Closed woodly0 closed 5 months ago
What you need here is "define custom feature once, then refer to it by name many times".
This is implemented as sklearn2pmml.cross_reference
module:
https://github.com/jpmml/sklearn2pmml/tree/master/sklearn2pmml/cross_reference
Brief overview: https://openscoring.io/blog/2023/11/25/sklearn_feature_cross_references/
Your pipeline would thus become:
Feature definition:
from sklearn2pmml.cross_reference import Memory, make_memorizer_union
# Shared communication channel between different pipeline sections
memory = Memory()
definer = [DateDomain(), DateTimeFormatter("%a"), make_memorizer_union(memory, names = ["memorized_ts"])]
Then, whenever you want to use the feature again:
from sklearn2pmml.cross_reference import make_recaller_union
reuser = [make_recaller_union(memory, names = ["memorized_ts"]), OneHotEncoder(sparse_output=False)]
Thank you! I don't know if I understood correctly but the following works:
memory = Memory()
mapper = DataFrameMapper(
[
(
["some_ts"],
[
DateDomain(),
make_memorizer_union(memory, names=["memorized_ts"]),
DateTimeFormatter("%a"),
OneHotEncoder(sparse_output=False),
],
),
(
["some_dt"],
[
DateDomain(),
make_recaller_union(memory, names=["memorized_ts"]),
DaysSinceYearTransformer(1990),
ExpressionTransformer("numpy.floor((X[0] - X[1]) / 365)"),
],
{"alias": "age"},
),
]
)
Guess I was lucky for the second transformation ^^
How do we know what is X[0]
and X[1]
?
Does it make any sense what I did? I don't feel very comfortable about it
Couldn't we use something simpler, e.g.:
mapper = DataFrameMapper(
[
(
["some_ts"],
[DateDomain(), DateTimeFormatter("%a"), OneHotEncoder(sparse_output=False)],
),
(
["some_ts", "some_dt"],
[
MultiDomain([None, DateDomain()]), # avoid to redefine domain
DaysSinceYearTransformer(1990),
ExpressionTransformer("numpy.floor((X[0] - X[1]) / 365)"),
],
),
]
)
but that throws an error on fit:
UFuncTypeError: ufunc 'subtract' cannot use operands with types dtype('<M8[ns]') and dtype('O')

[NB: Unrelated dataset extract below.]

/// Network adapters for the assessment backend
mod sentinel_api_client;

pub use sentinel_api_client::SentinelApiClient;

How do we know what is X[0] and X[1]?
The make_recaller_union
utility function takes an optional param position
, which lets you configure if the recalled column(s) should be prepended (position = "first"
) or appended (position = "last"
) to the input data matrix.
Your code doesn't set this param, so you get the default behaviour, which is position = "first"

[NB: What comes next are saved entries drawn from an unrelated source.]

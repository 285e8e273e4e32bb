/// Data Transfer Objects for application layer
///
/// DTOs carry data between the use cases and the adapters: the creation
/// request sent to the backend and the chosen output format.
mod assessment_request;
mod output_format;

pub use assessment_request::{AssessmentCreated, CreateAssessmentRequest};
pub use output_format::OutputFormat;
use crate::application::dto::CreateAssessmentRequest;
use crate::intake::domain::WizardAnswers;
use crate::navigation::{Location, Route};
use crate::ports::outbound::{AssessmentRepository, ProgressReporter};
use crate::presentation::status_rotation::StatusRotation;
use crate::shared::error::SentinelError;
use crate::shared::Result;
use std::time::Duration;

/// Lifecycle of one creation attempt.
#[derive(Debug, Clone, PartialEq, Eq, Default)]
pub enum SubmissionState {
    #[default]
    Idle,
    Pending,
    Succeeded(String),
    Failed(String),
}

/// SubmitAssessmentUseCase - creates the assessment once the wizard is done
///
/// Submits at most once per arrival at the terminal step: a pending, failed
/// or finished attempt refuses to resubmit until [`Self::arrive`] starts a
/// new arrival. While the request is pending a rotating status message is
/// shown through the progress reporter.
pub struct SubmitAssessmentUseCase<R, PR> {
    repository: R,
    progress_reporter: PR,
    status_interval: Duration,
    state: SubmissionState,
}

impl<R, PR> SubmitAssessmentUseCase<R, PR>
where
    R: AssessmentRepository,
    PR: ProgressReporter,
{
    pub fn new(repository: R, progress_reporter: PR, status_interval: Duration) -> Self {
        Self {
            repository,
            progress_reporter,
            status_interval,
            state: SubmissionState::Idle,
        }
    }

    pub fn state(&self) -> &SubmissionState {
        &self.state
    }

    /// Marks a new arrival at the terminal step, allowing one submission.
    pub fn arrive(&mut self) {
        self.state = SubmissionState::Idle;
    }

    /// Creates the assessment and returns the results location.
    ///
    /// # Errors
    /// - [`SentinelError::IncompleteAnswers`] when a required answer is missing
    /// - [`SentinelError::CreateAssessmentFailed`] when the backend call fails
    /// - [`SentinelError::Validation`] when this arrival already submitted
    pub async fn execute(&mut self, answers: &WizardAnswers) -> Result<Location> {
        if self.state != SubmissionState::Idle {
            return Err(SentinelError::Validation {
                message: "an assessment was already submitted for this visit".to_string(),
            }
            .into());
        }

        let request = CreateAssessmentRequest::from_answers(answers)?;
        tracing::info!(
            name = %request.name,
            role = %request.role,
            size = %request.size,
            risk = %request.risk,
            "creating assessment"
        );

        self.state = SubmissionState::Pending;
        self.progress_reporter
            .start_status(StatusRotation::creation(), self.status_interval);
        let result = self.repository.create_assessment(&request).await;
        self.progress_reporter.stop_status();

        match result {
            Ok(id) => {
                self.progress_reporter
                    .report_completion(&format!("✅ Assessment ready: {}", id));
                let location = Route::assessment_location(&id, Some(request.role.as_str()));
                self.state = SubmissionState::Succeeded(id);
                Ok(location)
            }
            Err(e) => {
                tracing::warn!(error = ?e, "assessment creation failed");
                let error = SentinelError::CreateAssessmentFailed;
                self.state = SubmissionState::Failed(error.to_string());
                self.progress_reporter
                    .report_error(&format!("❌ {}", error));
                Err(error.into())
            }
        }
    }
}
/// Type alias for Result with anyhow::Error as the error type.
/// This provides a consistent error handling pattern across the codebase.
pub type Result<T> = std::result::Result<T, anyhow::Error>;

. It now means that the X[0]
corresponds to some_ts
(ie. the recalled feature), and X[1]
corresponds to some_dt
(ie. the column that was selected by DataFrame mapper).
Does it make any sense what I did?
It totally makes sense!
The idea is to eliminate duplicate computations from the pipeline. You do the computation once - when its value is first needed - and then memorize it using a good mnemonic name (this name is only used as Python dict key; it does not get transferred over to the resulting PMML document). Then, the next time the same value is needed, you recall it from the memory (whereas previously you'd be performing exactly the same computation again).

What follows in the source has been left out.